● Task item:
Lines below that hold the word "super" must be copied in full.

Records from a collection
BEGIN
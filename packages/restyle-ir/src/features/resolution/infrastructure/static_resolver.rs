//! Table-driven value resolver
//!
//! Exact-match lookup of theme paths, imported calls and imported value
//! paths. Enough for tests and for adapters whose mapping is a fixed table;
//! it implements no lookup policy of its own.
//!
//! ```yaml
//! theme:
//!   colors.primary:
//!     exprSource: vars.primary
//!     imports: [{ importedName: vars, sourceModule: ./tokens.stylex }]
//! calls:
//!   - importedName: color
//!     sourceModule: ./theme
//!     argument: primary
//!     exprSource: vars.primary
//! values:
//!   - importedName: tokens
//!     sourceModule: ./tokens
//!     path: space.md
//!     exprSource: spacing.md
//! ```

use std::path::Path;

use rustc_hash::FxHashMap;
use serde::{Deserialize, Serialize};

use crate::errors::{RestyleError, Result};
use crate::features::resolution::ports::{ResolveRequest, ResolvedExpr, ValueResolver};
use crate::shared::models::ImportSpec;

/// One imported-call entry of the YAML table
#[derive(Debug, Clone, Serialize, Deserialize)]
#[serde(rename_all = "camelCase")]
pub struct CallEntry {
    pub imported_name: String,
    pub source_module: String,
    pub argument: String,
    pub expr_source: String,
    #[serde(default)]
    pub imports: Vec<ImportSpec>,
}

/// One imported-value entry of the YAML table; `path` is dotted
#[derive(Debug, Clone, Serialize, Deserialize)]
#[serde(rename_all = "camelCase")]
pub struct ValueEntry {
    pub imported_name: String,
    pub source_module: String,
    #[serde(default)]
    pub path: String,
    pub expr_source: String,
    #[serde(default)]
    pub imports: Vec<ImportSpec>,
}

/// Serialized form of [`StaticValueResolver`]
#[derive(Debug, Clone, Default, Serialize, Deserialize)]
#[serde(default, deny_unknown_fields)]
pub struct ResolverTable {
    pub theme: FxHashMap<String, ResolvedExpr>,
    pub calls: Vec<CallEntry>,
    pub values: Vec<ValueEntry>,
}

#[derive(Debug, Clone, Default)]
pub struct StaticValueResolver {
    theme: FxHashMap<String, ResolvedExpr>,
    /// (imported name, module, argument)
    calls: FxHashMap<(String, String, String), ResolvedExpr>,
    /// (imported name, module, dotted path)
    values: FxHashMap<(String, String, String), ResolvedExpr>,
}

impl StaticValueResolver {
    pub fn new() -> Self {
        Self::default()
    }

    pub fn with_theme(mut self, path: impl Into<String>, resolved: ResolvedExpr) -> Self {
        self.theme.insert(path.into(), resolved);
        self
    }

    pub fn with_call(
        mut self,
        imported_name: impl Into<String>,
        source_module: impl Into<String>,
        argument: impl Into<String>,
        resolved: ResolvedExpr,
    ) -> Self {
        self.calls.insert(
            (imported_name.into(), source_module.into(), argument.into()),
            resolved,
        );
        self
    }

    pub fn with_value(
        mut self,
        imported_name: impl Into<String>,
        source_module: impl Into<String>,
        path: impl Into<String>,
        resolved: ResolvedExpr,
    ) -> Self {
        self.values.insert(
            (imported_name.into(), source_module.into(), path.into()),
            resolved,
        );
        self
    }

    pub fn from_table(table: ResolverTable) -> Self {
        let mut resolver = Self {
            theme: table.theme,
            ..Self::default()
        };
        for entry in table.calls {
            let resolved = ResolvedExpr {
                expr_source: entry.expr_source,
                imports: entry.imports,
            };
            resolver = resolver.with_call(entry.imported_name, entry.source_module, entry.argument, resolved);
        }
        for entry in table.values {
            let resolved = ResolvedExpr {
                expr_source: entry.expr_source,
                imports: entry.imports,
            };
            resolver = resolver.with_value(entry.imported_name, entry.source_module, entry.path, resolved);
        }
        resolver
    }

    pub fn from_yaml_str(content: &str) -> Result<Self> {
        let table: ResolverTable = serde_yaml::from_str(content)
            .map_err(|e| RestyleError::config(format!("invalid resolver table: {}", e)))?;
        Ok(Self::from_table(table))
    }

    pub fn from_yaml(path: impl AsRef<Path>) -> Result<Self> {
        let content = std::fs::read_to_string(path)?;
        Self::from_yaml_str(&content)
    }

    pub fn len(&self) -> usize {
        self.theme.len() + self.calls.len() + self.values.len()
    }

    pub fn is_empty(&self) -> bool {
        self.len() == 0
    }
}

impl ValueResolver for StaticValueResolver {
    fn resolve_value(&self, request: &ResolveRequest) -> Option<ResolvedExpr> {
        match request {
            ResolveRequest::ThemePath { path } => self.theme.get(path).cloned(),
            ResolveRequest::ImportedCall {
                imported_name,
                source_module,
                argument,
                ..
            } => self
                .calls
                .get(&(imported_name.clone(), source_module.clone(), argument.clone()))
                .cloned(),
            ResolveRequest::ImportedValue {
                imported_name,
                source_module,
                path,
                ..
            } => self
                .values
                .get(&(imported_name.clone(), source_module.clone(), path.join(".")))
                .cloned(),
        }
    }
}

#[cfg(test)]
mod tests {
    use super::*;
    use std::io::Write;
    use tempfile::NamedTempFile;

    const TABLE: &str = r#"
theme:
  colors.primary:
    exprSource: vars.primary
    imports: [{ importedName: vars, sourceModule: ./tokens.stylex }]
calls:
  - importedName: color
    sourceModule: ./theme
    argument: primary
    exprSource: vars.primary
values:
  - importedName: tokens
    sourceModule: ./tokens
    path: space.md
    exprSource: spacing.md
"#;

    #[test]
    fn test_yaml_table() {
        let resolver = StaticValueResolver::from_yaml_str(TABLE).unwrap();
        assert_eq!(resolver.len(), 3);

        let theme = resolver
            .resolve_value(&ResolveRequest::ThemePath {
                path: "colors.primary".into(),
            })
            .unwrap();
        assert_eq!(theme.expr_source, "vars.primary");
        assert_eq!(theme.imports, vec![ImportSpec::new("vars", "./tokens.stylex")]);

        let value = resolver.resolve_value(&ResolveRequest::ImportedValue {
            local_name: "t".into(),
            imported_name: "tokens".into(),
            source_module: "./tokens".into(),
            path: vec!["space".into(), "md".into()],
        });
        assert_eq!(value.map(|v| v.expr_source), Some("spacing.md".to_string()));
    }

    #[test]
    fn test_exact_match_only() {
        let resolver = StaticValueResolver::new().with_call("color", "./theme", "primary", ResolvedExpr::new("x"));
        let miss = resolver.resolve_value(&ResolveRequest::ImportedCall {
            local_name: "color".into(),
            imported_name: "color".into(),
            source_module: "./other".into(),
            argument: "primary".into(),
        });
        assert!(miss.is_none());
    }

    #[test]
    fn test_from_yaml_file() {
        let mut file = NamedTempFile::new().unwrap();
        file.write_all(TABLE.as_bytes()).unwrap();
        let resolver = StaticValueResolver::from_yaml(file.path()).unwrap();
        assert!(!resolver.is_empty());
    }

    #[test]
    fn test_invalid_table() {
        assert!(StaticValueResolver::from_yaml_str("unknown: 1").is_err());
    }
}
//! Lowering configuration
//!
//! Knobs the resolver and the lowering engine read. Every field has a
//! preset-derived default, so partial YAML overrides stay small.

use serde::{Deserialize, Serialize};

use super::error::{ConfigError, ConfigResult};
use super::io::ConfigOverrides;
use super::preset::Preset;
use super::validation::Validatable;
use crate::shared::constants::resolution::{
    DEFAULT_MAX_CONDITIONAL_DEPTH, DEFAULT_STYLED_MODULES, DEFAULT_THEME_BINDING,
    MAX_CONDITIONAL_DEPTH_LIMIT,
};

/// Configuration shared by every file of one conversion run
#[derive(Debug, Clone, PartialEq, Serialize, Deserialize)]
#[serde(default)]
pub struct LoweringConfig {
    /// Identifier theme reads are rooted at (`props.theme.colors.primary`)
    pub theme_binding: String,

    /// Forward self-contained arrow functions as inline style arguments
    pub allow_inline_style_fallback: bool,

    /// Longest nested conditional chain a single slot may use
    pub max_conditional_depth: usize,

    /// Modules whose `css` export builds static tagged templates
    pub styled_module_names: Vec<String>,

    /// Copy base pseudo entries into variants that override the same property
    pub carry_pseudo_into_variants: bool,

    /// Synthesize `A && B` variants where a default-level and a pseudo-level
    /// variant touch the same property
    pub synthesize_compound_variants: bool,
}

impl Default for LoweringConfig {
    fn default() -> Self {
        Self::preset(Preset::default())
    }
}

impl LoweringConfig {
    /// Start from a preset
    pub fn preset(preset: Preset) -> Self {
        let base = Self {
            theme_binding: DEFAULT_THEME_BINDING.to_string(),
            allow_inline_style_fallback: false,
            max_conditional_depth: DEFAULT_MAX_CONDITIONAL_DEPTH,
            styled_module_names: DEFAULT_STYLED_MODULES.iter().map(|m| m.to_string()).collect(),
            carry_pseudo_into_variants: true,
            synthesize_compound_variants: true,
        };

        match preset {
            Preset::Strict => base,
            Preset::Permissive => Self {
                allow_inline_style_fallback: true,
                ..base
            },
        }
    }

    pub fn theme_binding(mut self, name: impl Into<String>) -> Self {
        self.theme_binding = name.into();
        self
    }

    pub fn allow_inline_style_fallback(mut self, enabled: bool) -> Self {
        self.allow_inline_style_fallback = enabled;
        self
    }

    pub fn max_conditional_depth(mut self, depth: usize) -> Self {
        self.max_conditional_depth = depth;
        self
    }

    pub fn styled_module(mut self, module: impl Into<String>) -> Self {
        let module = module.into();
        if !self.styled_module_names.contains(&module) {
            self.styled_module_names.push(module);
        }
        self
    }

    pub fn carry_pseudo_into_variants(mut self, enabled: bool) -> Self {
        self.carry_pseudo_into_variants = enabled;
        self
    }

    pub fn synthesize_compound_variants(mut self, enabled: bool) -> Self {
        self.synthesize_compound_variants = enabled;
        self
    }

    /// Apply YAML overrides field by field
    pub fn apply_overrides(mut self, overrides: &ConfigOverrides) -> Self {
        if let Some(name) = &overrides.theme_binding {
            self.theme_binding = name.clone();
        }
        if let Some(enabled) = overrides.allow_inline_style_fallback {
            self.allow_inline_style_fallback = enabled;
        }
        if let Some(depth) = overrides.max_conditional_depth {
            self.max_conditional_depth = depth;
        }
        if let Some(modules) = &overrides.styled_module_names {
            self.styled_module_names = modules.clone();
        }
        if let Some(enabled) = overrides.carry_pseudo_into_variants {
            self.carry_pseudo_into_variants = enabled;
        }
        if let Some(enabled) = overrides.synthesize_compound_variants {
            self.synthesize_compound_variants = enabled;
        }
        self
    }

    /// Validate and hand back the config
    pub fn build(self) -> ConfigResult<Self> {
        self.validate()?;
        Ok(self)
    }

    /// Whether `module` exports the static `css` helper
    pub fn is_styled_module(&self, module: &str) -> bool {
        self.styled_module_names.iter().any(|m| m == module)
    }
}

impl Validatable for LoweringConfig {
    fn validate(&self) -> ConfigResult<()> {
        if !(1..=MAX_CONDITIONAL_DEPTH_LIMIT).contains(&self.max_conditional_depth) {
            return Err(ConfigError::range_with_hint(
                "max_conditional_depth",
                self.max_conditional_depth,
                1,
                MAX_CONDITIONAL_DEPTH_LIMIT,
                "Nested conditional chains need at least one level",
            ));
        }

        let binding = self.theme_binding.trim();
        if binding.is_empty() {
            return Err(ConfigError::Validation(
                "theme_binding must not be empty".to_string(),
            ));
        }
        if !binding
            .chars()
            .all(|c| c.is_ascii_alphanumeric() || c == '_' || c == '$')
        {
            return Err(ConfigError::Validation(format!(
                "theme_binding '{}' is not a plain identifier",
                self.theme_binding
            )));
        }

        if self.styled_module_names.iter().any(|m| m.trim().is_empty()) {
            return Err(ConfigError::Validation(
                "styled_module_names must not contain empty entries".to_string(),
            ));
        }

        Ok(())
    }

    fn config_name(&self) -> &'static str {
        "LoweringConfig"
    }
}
END
● Solution for this exercise:
    use super::*;
use super::error::{ConfigError, ConfigResult};
use super::io::ConfigOverrides;
use super::preset::Preset;
use super::validation::Validatable;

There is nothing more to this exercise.